**EXERCISE AIM**
Where a line below holds the string "order", copy that line.

===============

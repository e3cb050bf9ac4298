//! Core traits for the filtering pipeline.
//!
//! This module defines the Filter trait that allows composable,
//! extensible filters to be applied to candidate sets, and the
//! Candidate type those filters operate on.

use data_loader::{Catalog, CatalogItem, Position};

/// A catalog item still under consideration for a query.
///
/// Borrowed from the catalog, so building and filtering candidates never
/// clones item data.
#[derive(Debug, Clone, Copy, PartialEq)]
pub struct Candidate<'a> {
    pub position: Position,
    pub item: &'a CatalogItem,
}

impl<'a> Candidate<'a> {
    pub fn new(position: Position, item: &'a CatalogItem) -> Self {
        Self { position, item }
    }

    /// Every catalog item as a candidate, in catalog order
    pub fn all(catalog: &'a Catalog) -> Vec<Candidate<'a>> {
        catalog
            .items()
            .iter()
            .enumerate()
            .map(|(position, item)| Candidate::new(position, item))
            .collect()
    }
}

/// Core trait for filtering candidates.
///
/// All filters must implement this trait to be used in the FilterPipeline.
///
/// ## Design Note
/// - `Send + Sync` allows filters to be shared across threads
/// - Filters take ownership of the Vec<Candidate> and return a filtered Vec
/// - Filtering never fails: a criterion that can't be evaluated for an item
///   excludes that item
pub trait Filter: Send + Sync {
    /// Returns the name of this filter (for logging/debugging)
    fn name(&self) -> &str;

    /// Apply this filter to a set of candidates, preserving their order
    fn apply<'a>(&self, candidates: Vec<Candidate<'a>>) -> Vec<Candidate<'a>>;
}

===============

**EXERCISE ANSWER**
    /// Every catalog item as a candidate, in catalog order
    /// Apply this filter to a set of candidates, preserving their order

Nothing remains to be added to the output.